Contributed by Christopher A. Robinson, MD
Department of Pathology, Royal University Hospital and Saskatoon Health Region, Saskatoon, Saskatchewan, Canada
Published on line in November 2006


CLINICAL HISTORY:

A 39-year-old man presented to a small local hospital in northern Saskatchewan following new-onset seizure activity. A single seizure began focally in the left arm and subsequently became secondarily generalized. He was observed in hospital for two days, during which there were no further seizures. He was released after arrangements had been made for him to follow-up with a neurologist, an appointment which he did not keep. Two months later he presented to our institution after having had three similar seizures in short succession. On examination, he was alert and oriented, but drowsy. There was a mild dysphasia, and a partial right-sided visual field defect. Physical examination was otherwise relatively unremarkable. There was no history of headache, nausea, vomiting, weakness, altered sensation, or fever. There were no significant past medical or surgical histories. The patient occasionally smoked cigarettes, had previously abused alcohol, and had previously been exposed to tuberculosis.

A CT scan of the head revealed a 3 x 2.7 x 2.2 cm mass in the left temporoparietal region, with a slightly thickened, rim-enhancing wall following administration of contrast media (Figure 1). There was prominent surrounding edema, with left hemispheric sulcal effacement, compression of the left lateral ventricular frontal and occipital horns, and approximately 0.6 cm of left-to-right shift of mid-line structures.

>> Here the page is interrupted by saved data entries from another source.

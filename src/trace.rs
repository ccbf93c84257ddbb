//! Feature-gated tracing macros.
//!
//! With the `tracing` feature the macros forward to the `tracing` crate; without
//! it they expand to nothing, so matching and retry code can be instrumented
//! unconditionally.

/// Opens an info-level span around a search or retry operation.
#[cfg(feature = "tracing")]
macro_rules! trace_span {
    ($name:expr $(, $($field:tt)*)?) => {
        tracing::info_span!($name $(, $($field)*)?)
    };
}

#[cfg(not(feature = "tracing"))]
macro_rules! trace_span {
    ($name:expr $(, $($field:tt)*)?) => {
        $crate::trace::NoopSpan
    };
}

/// Emits an info-level event with key/value fields.
#[cfg(feature = "tracing")]
macro_rules! trace_event {
    ($name:expr, $($key:ident = $value:expr),+ $(,)?) => {
        tracing::info!(name: $name, $($key = $value),+)
    };
    ($name:expr) => {
        tracing::info!(name: $name)
    };
}

#[cfg(not(feature = "tracing"))]
macro_rules! trace_event {
    ($name:expr, $($key:ident = $value:expr),+ $(,)?) => {
        let _ = ($($value,)+);
    };
    ($name:expr) => {};
}

/// Emits a debug-level event for per-attempt chatter.
#[cfg(feature = "tracing")]
macro_rules! trace_debug {
    ($name:expr, $($key:ident = $value:expr),+ $(,)?) => {
        tracing::debug!(name: $name, $($key = $value),+)
    };
}

#[cfg(not(feature = "tracing"))]
macro_rules! trace_debug {
    ($name:expr, $($key:ident = $value:expr),+ $(,)?) => {
        let _ = ($($value,)+);
    };
}

pub(crate) use trace_debug;
pub(crate) use trace_event;
pub(crate) use trace_span;

/// Stand-in span guard used when tracing is compiled out.
#[cfg(not(feature = "tracing"))]
pub struct NoopSpan;

#[cfg(not(feature = "tracing"))]
impl NoopSpan {
    /// Mirrors `Span::entered()`.
    #[inline]
    pub fn entered(self) -> Self {
        self
    }
}
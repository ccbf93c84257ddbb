//! Shared utility helpers.

pub mod error;

pub use error::{ScreenMatchError, ScreenMatchResult};
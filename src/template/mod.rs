//! Search templates and their precomputed scoring plans.

use crate::asset::ImageAsset;
use crate::util::{ScreenMatchError, ScreenMatchResult};

mod plan;

pub use plan::{SsdTemplatePlan, TemplatePlan};

/// Similarity used when a template is registered without an explicit one.
pub const DEFAULT_SIMILARITY: f32 = 0.8;

/// An image to look for plus the minimum similarity a hit must reach.
#[derive(Clone, Debug)]
pub struct SearchTemplate {
    name: String,
    asset: ImageAsset,
    similarity: f32,
}

impl SearchTemplate {
    /// Creates a template, rejecting thresholds outside `[0, 1]`.
    pub fn new(
        name: impl Into<String>,
        asset: ImageAsset,
        similarity: f32,
    ) -> ScreenMatchResult<Self> {
        if !(0.0..=1.0).contains(&similarity) {
            return Err(ScreenMatchError::InvalidThreshold { value: similarity });
        }
        Ok(Self {
            name: name.into(),
            asset,
            similarity,
        })
    }

    /// Creates a template with [`DEFAULT_SIMILARITY`].
    pub fn with_default_similarity(name: impl Into<String>, asset: ImageAsset) -> Self {
        Self {
            name: name.into(),
            asset,
            similarity: DEFAULT_SIMILARITY,
        }
    }

    pub fn name(&self) -> &str {
        &self.name
    }

    pub fn asset(&self) -> &ImageAsset {
        &self.asset
    }

    /// Mutable access for cache invalidation.
    pub fn asset_mut(&mut self) -> &mut ImageAsset {
        &mut self.asset
    }

    pub fn similarity(&self) -> f32 {
        self.similarity
    }
}
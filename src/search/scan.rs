//! Dense template scan over a source capture.
//!
//! Placements are visited in raster order (rows top to bottom, left to right
//! within a row), which fixes the discovery order that suppression and the
//! stable ranking rely on.

use crate::asset::ImageAsset;
use crate::candidate::MatchCandidate;
use crate::kernel::scalar::{SsdScalar, ZnccScalar};
use crate::kernel::{Kernel, ScanParams};
use crate::search::{MatchConfig, Metric};
use crate::template::{SearchTemplate, SsdTemplatePlan, TemplatePlan};
use crate::trace::trace_event;
use crate::util::ScreenMatchResult;
use crate::ImageView;

/// Returns every placement scoring at least the template's similarity.
///
/// Candidates are not deduplicated. A template larger than the source yields
/// no candidates.
pub fn match_all(
    source: &ImageAsset,
    template: &SearchTemplate,
    cfg: &MatchConfig,
) -> ScreenMatchResult<Vec<MatchCandidate>> {
    let image = source.pixels()?.view();
    let tpl = template.asset().pixels()?.view();
    let params = scan_params(template, cfg);
    if !fits(image, tpl) {
        return Ok(Vec::new());
    }

    let candidates = match cfg.metric {
        Metric::Zncc => {
            let plan = TemplatePlan::from_view(tpl)?;
            scan_all_dispatch::<ZnccScalar>(image, &plan, params, cfg.parallel)
        }
        Metric::Ssd => {
            let plan = SsdTemplatePlan::from_view(tpl)?;
            scan_all_dispatch::<SsdScalar>(image, &plan, params, cfg.parallel)
        }
    };

    trace_event!("match_all", template = template.name(), candidates = candidates.len());
    Ok(candidates)
}

/// Returns the best placement at or above the template's similarity.
///
/// The scan stops at the first placement scoring exactly `1.0`. Among equal
/// scores below that, the earliest in raster order wins.
pub fn match_best(
    source: &ImageAsset,
    template: &SearchTemplate,
    cfg: &MatchConfig,
) -> ScreenMatchResult<Option<MatchCandidate>> {
    let image = source.pixels()?.view();
    let tpl = template.asset().pixels()?.view();
    let params = scan_params(template, cfg);
    if !fits(image, tpl) {
        return Ok(None);
    }

    let best = match cfg.metric {
        Metric::Zncc => {
            let plan = TemplatePlan::from_view(tpl)?;
            scan_best::<ZnccScalar>(image, &plan, params)
        }
        Metric::Ssd => {
            let plan = SsdTemplatePlan::from_view(tpl)?;
            scan_best::<SsdScalar>(image, &plan, params)
        }
    };
    Ok(best)
}

/// Result of a scan that stops early on a perfect placement.
#[derive(Clone, Debug, PartialEq)]
pub(crate) enum ScanOutcome {
    Perfect(MatchCandidate),
    /// Every placement at or above the threshold, in raster order.
    Candidates(Vec<MatchCandidate>),
}

/// Single pass backing `Matcher::find`: collects candidates like
/// [`match_all`] but returns as soon as a perfect placement shows up.
pub(crate) fn match_until_perfect(
    source: &ImageAsset,
    template: &SearchTemplate,
    cfg: &MatchConfig,
) -> ScreenMatchResult<ScanOutcome> {
    let image = source.pixels()?.view();
    let tpl = template.asset().pixels()?.view();
    let params = scan_params(template, cfg);
    if !fits(image, tpl) {
        return Ok(ScanOutcome::Candidates(Vec::new()));
    }

    let outcome = match cfg.metric {
        Metric::Zncc => {
            let plan = TemplatePlan::from_view(tpl)?;
            scan_until_perfect_dispatch::<ZnccScalar>(image, &plan, params, cfg.parallel)
        }
        Metric::Ssd => {
            let plan = SsdTemplatePlan::from_view(tpl)?;
            scan_until_perfect_dispatch::<SsdScalar>(image, &plan, params, cfg.parallel)
        }
    };
    Ok(outcome)
}

fn scan_params(template: &SearchTemplate, cfg: &MatchConfig) -> ScanParams {
    ScanParams {
        min_score: template.similarity(),
        min_var_i: cfg.min_var_i,
    }
}

fn fits(image: ImageView<'_, u8>, tpl: ImageView<'_, u8>) -> bool {
    image.width() >= tpl.width() && image.height() >= tpl.height()
}

#[cfg(feature = "rayon")]
fn scan_all_dispatch<K: Kernel>(
    image: ImageView<'_, u8>,
    plan: &K::Plan,
    params: ScanParams,
    parallel: bool,
) -> Vec<MatchCandidate> {
    if parallel {
        crate::kernel::rayon::scan_all_par::<K>(image, plan, params)
    } else {
        scan_all::<K>(image, plan, params)
    }
}

#[cfg(not(feature = "rayon"))]
fn scan_all_dispatch<K: Kernel>(
    image: ImageView<'_, u8>,
    plan: &K::Plan,
    params: ScanParams,
    _parallel: bool,
) -> Vec<MatchCandidate> {
    scan_all::<K>(image, plan, params)
}

fn scan_until_perfect_dispatch<K: Kernel>(
    image: ImageView<'_, u8>,
    plan: &K::Plan,
    params: ScanParams,
    parallel: bool,
) -> ScanOutcome {
    if !(parallel && cfg!(feature = "rayon")) {
        return scan_until_perfect::<K>(image, plan, params);
    }
    // Rows are scored concurrently, so the whole image is scanned first.
    let candidates = scan_all_dispatch::<K>(image, plan, params, parallel);
    match candidates.iter().find(|c| c.is_perfect()) {
        Some(&perfect) => ScanOutcome::Perfect(perfect),
        None => ScanOutcome::Candidates(candidates),
    }
}

pub(crate) fn scan_all<K: Kernel>(
    image: ImageView<'_, u8>,
    plan: &K::Plan,
    params: ScanParams,
) -> Vec<MatchCandidate> {
    let (tpl_width, tpl_height) = K::plan_size(plan);
    let max_x = image.width() - tpl_width;
    let max_y = image.height() - tpl_height;

    let mut out = Vec::new();
    for y in 0..=max_y {
        for x in 0..=max_x {
            match K::score_at(image, plan, x, y, &params) {
                Some(score) if score >= params.min_score => {
                    out.push(MatchCandidate { x, y, score })
                }
                _ => {}
            }
        }
    }
    out
}

pub(crate) fn scan_until_perfect<K: Kernel>(
    image: ImageView<'_, u8>,
    plan: &K::Plan,
    params: ScanParams,
) -> ScanOutcome {
    let (tpl_width, tpl_height) = K::plan_size(plan);
    let max_x = image.width() - tpl_width;
    let max_y = image.height() - tpl_height;

    let mut out = Vec::new();
    for y in 0..=max_y {
        for x in 0..=max_x {
            let Some(score) = K::score_at(image, plan, x, y, &params) else {
                continue;
            };
            if score < params.min_score {
                continue;
            }
            let candidate = MatchCandidate { x, y, score };
            if candidate.is_perfect() {
                return ScanOutcome::Perfect(candidate);
            }
            out.push(candidate);
        }
    }
    ScanOutcome::Candidates(out)
}

pub(crate) fn scan_best<K: Kernel>(
    image: ImageView<'_, u8>,
    plan: &K::Plan,
    params: ScanParams,
) -> Option<MatchCandidate> {
    let (tpl_width, tpl_height) = K::plan_size(plan);
    let max_x = image.width() - tpl_width;
    let max_y = image.height() - tpl_height;

    let mut best: Option<MatchCandidate> = None;
    for y in 0..=max_y {
        for x in 0..=max_x {
            let Some(score) = K::score_at(image, plan, x, y, &params) else {
                continue;
            };
            if score < params.min_score {
                continue;
            }
            let candidate = MatchCandidate { x, y, score };
            if candidate.is_perfect() {
                return Some(candidate);
            }
            if best.map_or(true, |b| score > b.score) {
                best = Some(candidate);
            }
        }
    }
    best
}
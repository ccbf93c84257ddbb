//! Row-parallel scanning (feature-gated).
//!
//! Rows are scored independently and concatenated in row order, so the output
//! is identical to the sequential raster scan.

use crate::candidate::MatchCandidate;
use crate::kernel::{Kernel, ScanParams};
use crate::ImageView;
use rayon::prelude::*;

/// Scores every placement in parallel over rows, keeping those >= `min_score`.
pub(crate) fn scan_all_par<K: Kernel>(
    image: ImageView<'_, u8>,
    plan: &K::Plan,
    params: ScanParams,
) -> Vec<MatchCandidate> {
    let (tpl_width, tpl_height) = K::plan_size(plan);
    if image.width() < tpl_width || image.height() < tpl_height {
        return Vec::new();
    }
    let max_x = image.width() - tpl_width;
    let max_y = image.height() - tpl_height;

    let rows: Vec<Vec<MatchCandidate>> = (0..=max_y)
        .into_par_iter()
        .map(|y| {
            (0..=max_x)
                .filter_map(|x| {
                    K::score_at(image, plan, x, y, &params)
                        .filter(|&score| score >= params.min_score)
                        .map(|score| MatchCandidate { x, y, score })
                })
                .collect()
        })
        .collect();

    rows.into_iter().flatten().collect()
}
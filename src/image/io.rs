//! Decoding image files through the `image` crate.
//!
//! Available when the `image-io` feature is enabled.

use crate::image::OwnedImage;
use crate::util::{ScreenMatchError, ScreenMatchResult};
use std::path::Path;

/// Converts a decoded grayscale buffer to an owned image.
pub fn owned_from_gray_image(img: &image::GrayImage) -> ScreenMatchResult<OwnedImage> {
    OwnedImage::new(
        img.as_raw().clone(),
        img.width() as usize,
        img.height() as usize,
    )
}

/// Converts any decoded image (RGB, RGBA, ...) to grayscale.
pub fn owned_from_dynamic_image(img: &image::DynamicImage) -> ScreenMatchResult<OwnedImage> {
    owned_from_gray_image(&img.to_luma8())
}

/// Loads and decodes an image file, converting it to grayscale.
pub fn load_gray_image<P: AsRef<Path>>(path: P) -> ScreenMatchResult<OwnedImage> {
    let path = path.as_ref();
    let img = image::open(path).map_err(|err| ScreenMatchError::DecodeFailure {
        reason: format!("{}: {err}", path.display()),
    })?;
    owned_from_dynamic_image(&img)
}

/// Returns true for file extensions this module can decode.
pub fn is_supported_extension(path: &Path) -> bool {
    path.extension()
        .and_then(|ext| ext.to_str())
        .map(|ext| ext.to_ascii_lowercase())
        .is_some_and(|ext| matches!(ext.as_str(), "png" | "jpg" | "jpeg" | "bmp"))
}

Routine pre-operative investigations, including bloodwork and chest x-ray, were unremarkable, and a pre-operative diagnosis of left temporoparietal brain tumor, most likely a high grade glioma, was made. The patient was started on Decadron and Dilantin, and was subsequently taken to the operating theatre where a left temporoparietal craniotomy was performed for resection of this mass. During the operation, the mass was found to have a fairly hard and somewhat rubbery consistency, with a well demarcated plane of resection between it and the surrounding edematous brain parenchyma. A gross total resection was performed, and the specimen was submitted for pathological evaluation and microbiological studies.

PATHOLOGY:

Grossly, the resection specimen consisted of several fragments of firm, rubbery grayish-tan tissue, the largest of which measured 3.5 x 2.8 x 1.5 cm in greatest dimensions.

Microscopic examination revealed prominent central necrosis surrounded by a comparatively thin hypercellular zone of inflammation containing numerous small granulomata, which were well visualized with Masson trichrome staining (Figure 2). Prominent but variable collagen (Figure 3) and reticulin (Figure 4) deposition was present within both the central necrotic zone and its surrounding rim of granulomatous tissue, where it was present between, but generally not within, granulomata. A variably thick band of karyorrhectic debris was often found at the transition between the central necrotic zone and the surrounding granulomatous tissue (Figure 5). The granulomata consisted of a central collection of epithelioid macrophages surrounded by a prominent, but somewhat variable, inflammatory infiltrate (Figure 6) consisting predominantly of both CD4 and CD8 (Figure 7) immunopositive T lymphocytes, along with lesser numbers of plasma cells and macrophages. Both neutrophils and eosinophils were inconspicuous. Many granulomata contained centrally-situated giant cells, some of the Langhans type (Figure 8), or small areas of caseous necrosis (Figure 9). Many blood vessels within the central necrotic zone showed luminal fibrous occlusion (Figure 10). Occasional blood vessels in the granulomatous tissue and surrounding brain parenchyma showed prominent perivascular and intramural collections of lymphocytes and plasma cells (Figure 11). Brain parenchyma surrounding the main lesion showed prominent astrocytic gliosis, but only occasional astrocytes and their processes were seen within the lesion itself with GFAP immunohistochemistry (Figure 12). Microorganisms were not identified with special stains, including those for acid-fast bacilli and fungi.